Volume 12, April 2015, Pages 16-28
Ecosystem Services

Fairly efficient, efficiently fair: Lessons from designing and testing payment schemes for ecosystem services in Asia

https://doi.org/10.1016/j.ecoser.2014.12.012Get rights and content
Under a Creative Commons license
open access

Highlights

  • A prescriptive conceptualisation of payment for ecosystem services is not practical.

  • Commodification of ecosystem services is problematic and may be unfair.

  • Payment for ecosystem services has different degrees of conditionality in the provision of ES.
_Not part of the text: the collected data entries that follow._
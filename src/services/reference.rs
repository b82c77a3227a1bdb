//! Zone/lot reference service
//!
//! Pure lookups over immutable campus data: signage zones, visitor lots,
//! walking times, after-hours rules, and destination lot suggestions. The
//! data is fixed at startup and never mutated.

use once_cell::sync::Lazy;
use serde::Serialize;
use std::collections::BTreeSet;

use crate::config::AfterHoursConfig;
use crate::models::{LotCategory, WalkingTime, Zone};

/// Lots open to campus visitors regardless of permit.
pub const VISITOR_LOTS: [&str; 4] = ["C-1", "C-2", "C-3", "K-1"];

/// Signage zones from the campus map. Zones overlap; a lot code may appear
/// in several of them.
static ZONES: Lazy<Vec<Zone>> = Lazy::new(|| {
    vec![
        Zone::new(
            "Blue",
            "Blue Zone",
            &[
                "A-1", "A-2", "A-3", "C-4", "C-5", "D-1", "G-1", "G-2", "G-3", "J-1", "J-2",
                "J-3", "K-1", "K-2", "K-3", "O-1",
            ],
        ),
        Zone::new("Dark Blue", "Dark Blue Zone", &["M-1"]),
        Zone::new("Red", "Red Zone", &["F-1", "F-2"]),
        Zone::new("Yellow", "Yellow Zone", &["H-2", "I-1"]),
        Zone::new("Purple", "Purple Zone", &["M-2", "G-2"]),
        Zone::new("Gold", "Gold Zone", &["N-1", "N-2"]),
        Zone::new("Gray", "Gray Zone", &["H-1", "H-2"]),
        Zone::new(
            "Green",
            "Green Zone",
            &["B-1", "B-2", "B-3", "E-1", "G-3", "H-1", "H-2"],
        ),
    ]
});

/// Approximate walking times between key campus landmarks. Literal pairs
/// only; the reverse direction is not implied.
static WALKING_TIMES: Lazy<Vec<WalkingTime>> = Lazy::new(|| {
    vec![
        WalkingTime::new("Dolan Campus", "BCC", 8),
        WalkingTime::new("BCC", "Dolan School of Business", 7),
        WalkingTime::new("Townhouses", "BCC", 8),
        WalkingTime::new("Village", "BCC", 4),
        WalkingTime::new("Regis Hall", "RecPlex", 4),
        WalkingTime::new("Dolan Campus", "Dolan School of Business", 15),
    ]
});

/// A recommended lot per category for a campus destination.
struct Recommendation {
    destination: &'static str,
    orange: &'static str,
    green: &'static str,
    blue: &'static str,
}

const RECOMMENDATIONS: [Recommendation; 7] = [
    Recommendation {
        destination: "Barone Campus Center (BCC)",
        orange: "H-2",
        green: "B-1",
        blue: "C-4",
    },
    Recommendation {
        destination: "Dolan School of Business",
        orange: "M-2",
        green: "E-1",
        blue: "D-1",
    },
    Recommendation {
        destination: "RecPlex",
        orange: "H-2",
        green: "H-1",
        blue: "G-1",
    },
    Recommendation {
        destination: "Library",
        orange: "F-1",
        green: "B-2",
        blue: "K-1",
    },
    Recommendation {
        destination: "Townhouses",
        orange: "F-2",
        green: "N-1",
        blue: "O-1",
    },
    Recommendation {
        destination: "The Village / Regis area",
        orange: "H-2",
        green: "H-1",
        blue: "J-1",
    },
    Recommendation {
        destination: "Dolan Campus",
        orange: "M-2",
        green: "M-1",
        blue: "D-1",
    },
];

/// Error type for reference lookups
#[derive(Debug, thiserror::Error)]
pub enum ReferenceError {
    /// Zone, lot, walking-time pair, or destination has no match
    #[error("{0} not found")]
    NotFound(String),
}

/// Everything known about one lot code.
#[derive(Debug, Clone, Serialize)]
pub struct LotInfo {
    pub lot: String,
    pub zones: Vec<String>,
    pub is_visitor_lot: bool,
}

/// Read-only lookup service over the campus reference data.
pub struct ReferenceService {
    after_hours_lots: BTreeSet<String>,
}

impl ReferenceService {
    /// Build the service, resolving the after-hours lot set from config.
    pub fn new(config: &AfterHoursConfig) -> Self {
        // Faculty lots open up after hours, adjusted by config
        let mut after_hours_lots: BTreeSet<String> = LotCategory::Blue
            .lots()
            .iter()
            .map(|l| l.to_string())
            .collect();
        for lot in &config.extra_lots {
            after_hours_lots.insert(lot.trim().to_uppercase());
        }
        for lot in &config.excluded_lots {
            after_hours_lots.remove(&lot.trim().to_uppercase());
        }

        Self { after_hours_lots }
    }

    /// All signage zones.
    pub fn zones(&self) -> &'static [Zone] {
        &ZONES
    }

    /// Look up a zone by name, case-insensitively.
    pub fn zone_by_name(&self, name: &str) -> Result<&'static Zone, ReferenceError> {
        ZONES
            .iter()
            .find(|z| z.name.eq_ignore_ascii_case(name.trim()))
            .ok_or_else(|| ReferenceError::NotFound(format!("zone '{}'", name.trim())))
    }

    /// Zones containing a lot code. May be empty; may hold several zones.
    pub fn zones_containing(&self, lot_code: &str) -> Vec<&'static Zone> {
        ZONES.iter().filter(|z| z.contains_lot(lot_code)).collect()
    }

    /// Whether a lot is a visitor lot.
    pub fn is_visitor_lot(&self, lot_code: &str) -> bool {
        VISITOR_LOTS
            .iter()
            .any(|l| l.eq_ignore_ascii_case(lot_code.trim()))
    }

    /// Everything known about a lot code. `NotFound` if the code appears in
    /// no zone and is not a visitor lot.
    pub fn lot_info(&self, lot_code: &str) -> Result<LotInfo, ReferenceError> {
        let lot = lot_code.trim().to_uppercase();
        let zones: Vec<String> = self
            .zones_containing(&lot)
            .iter()
            .map(|z| z.name.clone())
            .collect();
        let is_visitor_lot = self.is_visitor_lot(&lot);

        if zones.is_empty() && !is_visitor_lot {
            return Err(ReferenceError::NotFound(format!("lot '{}'", lot)));
        }

        Ok(LotInfo {
            lot,
            zones,
            is_visitor_lot,
        })
    }

    /// The full walking-time table.
    pub fn walking_times(&self) -> &'static [WalkingTime] {
        &WALKING_TIMES
    }

    /// Minutes between two landmarks. Only the literal pairs in the table
    /// are answered; no path computation.
    pub fn walking_time(&self, from: &str, to: &str) -> Result<u32, ReferenceError> {
        WALKING_TIMES
            .iter()
            .find(|wt| wt.matches(from, to))
            .map(|wt| wt.minutes)
            .ok_or_else(|| {
                ReferenceError::NotFound(format!("walking time '{}' to '{}'", from.trim(), to.trim()))
            })
    }

    /// Lot codes where parking is allowed after hours.
    pub fn after_hours_allowed_lots(&self) -> &BTreeSet<String> {
        &self.after_hours_lots
    }

    /// Known destinations for lot recommendations.
    pub fn destinations(&self) -> Vec<&'static str> {
        RECOMMENDATIONS.iter().map(|r| r.destination).collect()
    }

    /// Recommended lot for a destination and permit category.
    pub fn recommend_lot(
        &self,
        destination: &str,
        category: LotCategory,
    ) -> Result<&'static str, ReferenceError> {
        RECOMMENDATIONS
            .iter()
            .find(|r| r.destination.eq_ignore_ascii_case(destination.trim()))
            .map(|r| match category {
                LotCategory::Orange => r.orange,
                LotCategory::Green => r.green,
                LotCategory::Blue => r.blue,
            })
            .ok_or_else(|| {
                ReferenceError::NotFound(format!("destination '{}'", destination.trim()))
            })
    }
}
  • Fairness and efficiency objectives of PES need to be achieved simultaneously.

Abstract

Payment for ecosystem services (PES) is commonly defined as a market-based environmental policy instrument to efficiently achieve ecosystem services provision. However, an increasing body of literature shows that this prescriptive conceptualization of PES cannot be easily generalized and implemented in practice, and that the commodification of ecosystem services (ES) is problematic and may lead to unfair situations for relevant PES actors. This paper synthesizes case studies in Indonesia, the Philippines and Nepal to provide empirical observations on emerging PES mechanisms in Asia. Lessons learned show that fairness and efficiency objectives must be achieved simultaneously in designing and implementing a sustainable PES scheme, especially in developing country contexts. Neither fairness nor efficiency is a primary aim but an intermediate ‘fairly efficient and efficiently fair’ PES may bridge the gap between PES theory and practice to increase sustainable ES provision and improve livelihoods.

Keywords

Payment for ecosystem services
Asia
Institution and governance
Pro-poor policy
Community-based natural resource management
Participatory approach

Cited by (0)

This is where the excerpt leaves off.